Analysis

Factor or anomaly? Analysing ETF flows

Scott Longley

a wave crashing on the beach

A research paper issued by quant strategists at Deutsche Bank in the US has been gaining attention in the ETF world for what it says about fund flows at the time of every quarterly portfolio rebalancing.

It's what would appear to be an arcane area but stick with us. The analyst note - entitled 'What happens when the world goes passive?' - comes up with what would appear to be a relatively simple proposition.

Every quarter, the major indices around the world perform a rebalance to reflect the ebbs and flows on the share prices of their constituent companies. The strategy is to identify the companies whose shares will be exiting indices - and hence will be sold by the passive funds - and buy these while also selling the ones they are buying.

It sounds counter-intuitive but of course there is nothing intuitive about passive investing. Indeed, the Deutsche team suggest they have found a new investment anomaly, a way of profiting from the distortions caused by the sheer scale of passive strategies in the US market.

The analysis starts by making the essential the clam that like active fund strategies - which definitely move markets and to some extent are designed to do just that - passive strategies in theory should do no such thing.

In order to back up their claims, the Deutsche team do some pretty serious number crunching, looking at ETF composition, descriptive information and constituent level stock data for each ETF starting in 2005.

To calculate ETF ownership, the team then aggregate positions across each US stock held by US-listed equity ETFs. International stocks held by US-listed ETFs or US stock holdings from non-US-listed ETFs are not included in our database.

Seasonal measure

Their first conclusion is that ETF flows display seasonality in lie with index changes. Such, at least notionally, would seem obvious. But the findings from the research into the data comes up with some surprising news; stocks with large positive ETF flow reliably underperform by 9% in the year following an index rebalancing event; stocks with large negative ETF flow reliably outperform by 11% in the year following an index rebalancing event.

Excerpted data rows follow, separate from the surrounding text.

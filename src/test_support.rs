//! In-memory fakes for the source, gateway and fetcher seams.

use crate::enrich::content::ContentFetcher;
use crate::error::{EnrichError, GatewayError, SourceError};
use crate::gateway::{Generate, GenerateOptions};
use crate::models::{NormalizedRecord, RawRecord};
use crate::sources::NewsSource;
use chrono::NaiveDate;
use reqwest::StatusCode;
use std::collections::{HashMap, VecDeque};
use std::sync::Mutex;

pub const PUB_DATE: &str = "Sun, 18 Oct 2026 09:30:00 +0900";

pub fn raw(title: &str, link: &str) -> RawRecord {
    raw_at(title, link, PUB_DATE)
}

pub fn raw_at(title: &str, link: &str, pub_date: &str) -> RawRecord {
    RawRecord {
        title: title.to_string(),
        link: link.to_string(),
        description: format!("{title} 스니펫"),
        pub_date: pub_date.to_string(),
    }
}

pub fn normalized(title: &str, link: &str) -> NormalizedRecord {
    normalized_with(title, link, &format!("{title} 스니펫"))
}

pub fn normalized_with(title: &str, link: &str, description: &str) -> NormalizedRecord {
    NormalizedRecord {
        title: title.to_string(),
        link: link.to_string(),
        description: description.to_string(),
        published_at: NaiveDate::from_ymd_opt(2026, 10, 18)
            .unwrap()
            .and_hms_opt(9, 30, 0)
            .unwrap(),
    }
}

/// Source answering from a keyword table; `Err(())` simulates a failed query.
#[derive(Default)]
pub struct FakeSource {
    answers: HashMap<String, Result<Vec<RawRecord>, ()>>,
    queries: Mutex<Vec<String>>,
}

impl FakeSource {
    pub fn new() -> Self {
        Self::default()
    }

    pub fn with(mut self, keyword: &str, answer: Result<Vec<RawRecord>, ()>) -> Self {
        self.answers.insert(keyword.to_string(), answer);
        self
    }

    pub fn queries(&self) -> Vec<String> {
        self.queries.lock().unwrap().clone()
    }
}

impl NewsSource for FakeSource {
    async fn search(&self, keyword: &str) -> Result<Vec<RawRecord>, SourceError> {
        self.queries.lock().unwrap().push(keyword.to_string());
        match self.answers.get(keyword) {
            Some(Ok(records)) => Ok(records.clone()),
            _ => Err(SourceError::Status {
                status: StatusCode::INTERNAL_SERVER_ERROR,
                body: "fake failure".to_string(),
            }),
        }
    }

    fn name(&self) -> &'static str {
        "fake"
    }
}

/// Gateway replaying a fixed queue of responses.
pub struct ScriptedGateway {
    replies: Mutex<VecDeque<Result<String, GatewayError>>>,
    requests: Mutex<Vec<(String, GenerateOptions)>>,
}

impl ScriptedGateway {
    pub fn new(replies: Vec<Result<String, GatewayError>>) -> Self {
        Self {
            replies: Mutex::new(replies.into()),
            requests: Mutex::new(Vec::new()),
        }
    }

    pub fn calls(&self) -> usize {
        self.requests.lock().unwrap().len()
    }

    pub fn requests(&self) -> Vec<(String, GenerateOptions)> {
        self.requests.lock().unwrap().clone()
    }
}

impl Generate for ScriptedGateway {
    async fn generate(&self, prompt: &str, options: &GenerateOptions) -> Result<String, GatewayError> {
        self.requests
            .lock()
            .unwrap()
            .push((prompt.to_string(), options.clone()));
        self.replies
            .lock()
            .unwrap()
            .pop_front()
            .unwrap_or_else(|| Err(GatewayError::Empty("SCRIPT_EXHAUSTED".to_string())))
    }
}

type Responder = Box<dyn Fn(&str, &GenerateOptions) -> Result<String, GatewayError> + Send + Sync>;

/// Gateway answering through a closure, for tests with several call kinds.
pub struct FnGateway {
    respond: Responder,
    requests: Mutex<Vec<(String, GenerateOptions)>>,
}

impl FnGateway {
    pub fn new(
        respond: impl Fn(&str, &GenerateOptions) -> Result<String, GatewayError> + Send + Sync + 'static,
    ) -> Self {
        Self {
            respond: Box::new(respond),
            requests: Mutex::new(Vec::new()),
        }
    }

    pub fn calls(&self) -> usize {
        self.requests.lock().unwrap().len()
    }

    pub fn requests(&self) -> Vec<(String, GenerateOptions)> {
        self.requests.lock().unwrap().clone()
    }
}

impl Generate for FnGateway {
    async fn generate(&self, prompt: &str, options: &GenerateOptions) -> Result<String, GatewayError> {
        self.requests
            .lock()
            .unwrap()
            .push((prompt.to_string(), options.clone()));
        (self.respond)(prompt, options)
    }
}

/// Fetcher answering from a link table; unknown links fail with 404.
#[derive(Default)]
pub struct FakeFetcher {
    pages: HashMap<String, Result<String, ()>>,
    fetched: Mutex<Vec<String>>,
}

impl FakeFetcher {
    pub fn new() -> Self {
        Self::default()
    }

    pub fn with(mut self, link: &str, page: Result<String, ()>) -> Self {
        self.pages.insert(link.to_string(), page);
        self
    }

    pub fn fetched(&self) -> Vec<String> {
        self.fetched.lock().unwrap().clone()
    }
}

impl ContentFetcher for FakeFetcher {
    async fn fetch(&self, url: &str) -> Result<String, EnrichError> {
        self.fetched.lock().unwrap().push(url.to_string());
        match self.pages.get(url) {
            Some(Ok(text)) => Ok(text.clone()),
            Some(Err(())) => Err(EnrichError::FetchStatus(StatusCode::INTERNAL_SERVER_ERROR)),
            None => Err(EnrichError::FetchStatus(StatusCode::NOT_FOUND)),
        }
    }
}
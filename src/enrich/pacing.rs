//! Minimum spacing between consecutive model calls.

use crate::error::GatewayError;
use crate::gateway::{Generate, GenerateOptions};
use std::time::Duration;
use tokio::sync::Mutex;
use tokio::time::{sleep_until, Instant};
use tracing::debug;

/// Gateway decorator that waits at least `min_interval` after the previous
/// call finished before starting the next one.
///
/// The lock is held for the duration of a call, so calls through one
/// `Paced` never overlap.
#[derive(Debug)]
pub struct Paced<G> {
    inner: G,
    min_interval: Duration,
    last: Mutex<Option<Instant>>,
}

impl<G: Generate> Paced<G> {
    pub fn new(inner: G, min_interval: Duration) -> Self {
        Self {
            inner,
            min_interval,
            last: Mutex::new(None),
        }
    }
}

impl<G: Generate> Generate for Paced<G> {
    async fn generate(&self, prompt: &str, options: &GenerateOptions) -> Result<String, GatewayError> {
        let mut last = self.last.lock().await;
        if let Some(prev) = *last {
            let ready_at = prev + self.min_interval;
            if ready_at > Instant::now() {
                debug!(wait_ms = (ready_at - Instant::now()).as_millis(), "Pacing model call");
                sleep_until(ready_at).await;
            }
        }
        let result = self.inner.generate(prompt, options).await;
        *last = Some(Instant::now());
        result
    }
}
//! Gemini `generateContent` client.
//!
//! Translates [`GenerateOptions`] into request fields:
//!
//! | Option | Request field |
//! |--------|---------------|
//! | every call | `systemInstruction` = [`SYSTEM_DIRECTIVE`] |
//! | `structured` | `generationConfig.responseMimeType = application/json`, `responseSchema` |
//! | `web_tool` | `tools = [{google_search}, {url_context}]` |
//!
//! HTTP 429 and the `RESOURCE_EXHAUSTED` status are reported as
//! [`GatewayError::RateLimited`]; retrying is left to
//! [`super::retry::RetryGenerate`].

use super::{Generate, GenerateOptions, SYSTEM_DIRECTIVE};
use crate::config::GatewayConfig;
use crate::error::GatewayError;
use crate::utils::truncate_for_log;
use reqwest::{Client, StatusCode};
use serde::Deserialize;
use serde_json::{json, Value};
use std::time::{Duration, Instant};
use tracing::{debug, instrument, warn};

/// Client for one Gemini model.
#[derive(Debug, Clone)]
pub struct GeminiClient {
    http: Client,
    base_url: String,
    model: String,
    api_key: String,
}

impl GeminiClient {
    pub fn new(config: &GatewayConfig, api_key: String) -> Result<Self, GatewayError> {
        let http = Client::builder()
            .timeout(Duration::from_secs(config.timeout_secs))
            .user_agent(concat!("news_briefing/", env!("CARGO_PKG_VERSION")))
            .build()?;
        Ok(Self {
            http,
            base_url: config.base_url.trim_end_matches('/').to_string(),
            model: config.model.clone(),
            api_key,
        })
    }

    fn endpoint(&self) -> String {
        format!("{}/models/{}:generateContent", self.base_url, self.model)
    }
}

impl Generate for GeminiClient {
    #[instrument(level = "info", skip_all, fields(model = %self.model, purpose = %options.purpose))]
    async fn generate(&self, prompt: &str, options: &GenerateOptions) -> Result<String, GatewayError> {
        let t0 = Instant::now();
        let resp = self
            .http
            .post(self.endpoint())
            .header("x-goog-api-key", &self.api_key)
            .json(&build_request(prompt, options))
            .send()
            .await?;

        let status = resp.status();
        let body = resp.text().await?;
        let dt = t0.elapsed();

        if !status.is_success() {
            let err = error_from_body(status, &body);
            warn!(elapsed_ms = dt.as_millis(), error = %err, "Model call failed");
            return Err(err);
        }

        let text = extract_text(&body)?;
        debug!(elapsed_ms = dt.as_millis(), chars = text.chars().count(), "Model call succeeded");
        Ok(text)
    }
}

/// Build the JSON body for one request.
pub(crate) fn build_request(prompt: &str, options: &GenerateOptions) -> Value {
    let mut body = json!({
        "systemInstruction": { "parts": [{ "text": SYSTEM_DIRECTIVE }] },
        "contents": [{ "role": "user", "parts": [{ "text": prompt }] }],
    });

    if let Some(schema) = &options.structured {
        body["generationConfig"] = json!({
            "responseMimeType": "application/json",
            "responseSchema": schema,
        });
    }
    if options.web_tool {
        body["tools"] = json!([{ "google_search": {} }, { "url_context": {} }]);
    }
    body
}

#[derive(Debug, Deserialize)]
#[serde(rename_all = "camelCase")]
struct GenerateContentResponse {
    #[serde(default)]
    candidates: Vec<Candidate>,
    prompt_feedback: Option<PromptFeedback>,
}

#[derive(Debug, Deserialize)]
#[serde(rename_all = "camelCase")]
struct Candidate {
    content: Option<Content>,
    finish_reason: Option<String>,
}

#[derive(Debug, Deserialize)]
struct Content {
    #[serde(default)]
    parts: Vec<Part>,
}

#[derive(Debug, Deserialize)]
struct Part {
    text: Option<String>,
}

#[derive(Debug, Deserialize)]
#[serde(rename_all = "camelCase")]
struct PromptFeedback {
    block_reason: Option<String>,
}

#[derive(Debug, Deserialize)]
struct ErrorEnvelope {
    error: ErrorObject,
}

#[derive(Debug, Deserialize)]
struct ErrorObject {
    message: Option<String>,
    status: Option<String>,
}

/// Concatenate the text parts of the first candidate.
pub(crate) fn extract_text(body: &str) -> Result<String, GatewayError> {
    let parsed: GenerateContentResponse = serde_json::from_str(body).map_err(|e| {
        GatewayError::InvalidResponse(format!("{e}; body={}", truncate_for_log(body, 200)))
    })?;

    let Some(candidate) = parsed.candidates.into_iter().next() else {
        let reason = parsed
            .prompt_feedback
            .and_then(|f| f.block_reason)
            .unwrap_or_else(|| "NO_CANDIDATES".to_string());
        return Err(GatewayError::Empty(reason));
    };

    let text: String = candidate
        .content
        .map(|c| c.parts.into_iter().filter_map(|p| p.text).collect())
        .unwrap_or_default();

    if text.trim().is_empty() {
        return Err(GatewayError::Empty(
            candidate.finish_reason.unwrap_or_else(|| "UNKNOWN".to_string()),
        ));
    }
    Ok(text)
}

/// Map a non-success response to a gateway error.
pub(crate) fn error_from_body(status: StatusCode, body: &str) -> GatewayError {
    let (message, provider_status) = match serde_json::from_str::<ErrorEnvelope>(body) {
        Ok(env) => (
            env.error.message.unwrap_or_else(|| "unknown upstream error".to_string()),
            env.error.status,
        ),
        Err(_) => (truncate_for_log(body, 300), None),
    };

    if status == StatusCode::TOO_MANY_REQUESTS || provider_status.as_deref() == Some("RESOURCE_EXHAUSTED") {
        return GatewayError::RateLimited { message };
    }
    GatewayError::Upstream { status, message }
}

#[cfg(test)]
mod tests {
    use super::*;
    use crate::gateway::CallPurpose;

    #[test]
    fn test_plain_request_has_directive_only() {
        let body = build_request("요약해 주세요", &GenerateOptions::text(CallPurpose::Summarize));
        assert_eq!(body["systemInstruction"]["parts"][0]["text"], SYSTEM_DIRECTIVE);
        assert_eq!(body["contents"][0]["parts"][0]["text"], "요약해 주세요");
        assert!(body.get("generationConfig").is_none());
        assert!(body.get("tools").is_none());
    }

    #[test]
    fn test_structured_request_sets_schema() {
        let schema = json!({ "type": "OBJECT" });
        let body = build_request("p", &GenerateOptions::structured(CallPurpose::Classify, schema.clone()));
        assert_eq!(body["generationConfig"]["responseMimeType"], "application/json");
        assert_eq!(body["generationConfig"]["responseSchema"], schema);
    }

    #[test]
    fn test_web_tool_request_adds_tools() {
        let body = build_request("p", &GenerateOptions::with_web_tool(CallPurpose::Summarize));
        assert_eq!(body["tools"][0], json!({ "google_search": {} }));
        assert_eq!(body["tools"][1], json!({ "url_context": {} }));
    }

    #[test]
    fn test_extract_text_joins_parts() {
        let body = r#"{"candidates":[{"content":{"parts":[{"text":"첫 문장. "},{"text":"둘째 문장."}]},"finishReason":"STOP"}]}"#;
        assert_eq!(extract_text(body).unwrap(), "첫 문장. 둘째 문장.");
    }

    #[test]
    fn test_extract_text_reports_block_reason() {
        let body = r#"{"promptFeedback":{"blockReason":"SAFETY"}}"#;
        match extract_text(body) {
            Err(GatewayError::Empty(reason)) => assert_eq!(reason, "SAFETY"),
            other => panic!("unexpected: {other:?}"),
        }
    }

    #[test]
    fn test_extract_text_empty_candidate() {
        let body = r#"{"candidates":[{"finishReason":"MAX_TOKENS"}]}"#;
        assert!(matches!(extract_text(body), Err(GatewayError::Empty(r)) if r == "MAX_TOKENS"));
    }

    #[test]
    fn test_extract_text_invalid_json() {
        assert!(matches!(extract_text("oops"), Err(GatewayError::InvalidResponse(_))));
    }

    #[test]
    fn test_rate_limit_detection() {
        let body = r#"{"error":{"code":429,"message":"Resource has been exhausted","status":"RESOURCE_EXHAUSTED"}}"#;
        assert!(error_from_body(StatusCode::TOO_MANY_REQUESTS, body).is_rate_limited());
        assert!(error_from_body(StatusCode::TOO_MANY_REQUESTS, "plain text").is_rate_limited());
        assert!(error_from_body(StatusCode::FORBIDDEN, body).is_rate_limited());
    }

    #[test]
    fn test_other_errors_are_upstream() {
        let body = r#"{"error":{"code":400,"message":"Invalid schema","status":"INVALID_ARGUMENT"}}"#;
        match error_from_body(StatusCode::BAD_REQUEST, body) {
            GatewayError::Upstream { status, message } => {
                assert_eq!(status, StatusCode::BAD_REQUEST);
                assert_eq!(message, "Invalid schema");
            }
            other => panic!("unexpected: {other:?}"),
        }
    }

    #[test]
    fn test_endpoint_uses_model() {
        let client = GeminiClient::new(&GatewayConfig::default(), "key".into()).unwrap();
        assert_eq!(
            client.endpoint(),
            "https://generativelanguage.googleapis.com/v1beta/models/gemini-2.0-flash:generateContent"
        );
    }
}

Deutsche Bank put forward their own reasoning for the moves. "Our story is simply market participants not being able to discriminate between information-led active and information-less passive flows," they suggest.

"Prior to the index event, arbitrageurs including broker-dealers hold inventory in anticipation of forced buying and selling by passive asset managers. The inventory build-up increases prices prior to the index change - following the index change these positions are unwound."

They then turn to what they suggest is a contrarian ETF long-short trading strategy which takes as its premise the idea that ETF flows affect the price of securities and then subsequently reverse in the following months.

As they say: "Specifically, we conjecture that market participants do not realize that passive investors are buying or selling securities. Hence, an 'information-less' buy order by a passive investor due to flows into an index or an index reconstitution is construed the same way as an 'information-led' buy order from an active investor.

"Thus, market participants overreact to passive flows and eventually learn there is little price discovery associated with passive flows and prices revert."

Short-termism

Among the intriguing elements of this research is that until 2009 this strategy didn't turn a profit (according to Deutsche Bank's backtesting) which suggests it might just be a bull market phenomenon.

However, the theory was backed up by a piece of research issued by S&P in the middle of July which also suggested that price fluctuations caused by ETF flows were only short-term.

The model built by S&P quantitative research analyst Daniel Sandberg showed a single-day impact of up to 370 basis points a day on an individual security and up to 250 baiss points impact on the index itself. "Analyses indicate the effect is transitory and reverses over a period of 3-5 trading days," Sandberg wrote.

But looking back earlier this year to the February volatility bump when the market correction was accompanied by a $25bn outflow of assets from ticker SPY, the SSGA S&P 500 Trust ETF, Snadberg's modelling suggests that as much as one- third of the pullback was due to price pressure from ETF trading and that securities more sensitive to ETF flow underperformed.

Talking to Bloomberg, analyst Ronnie Shah from Deutsche Bank was cautious about his findings and shied away from suggesting he had uncovered a new factor. "Whether or not it's a factor is debatable," Shah said. "But this is an anomaly that we found and it's worth exploring further."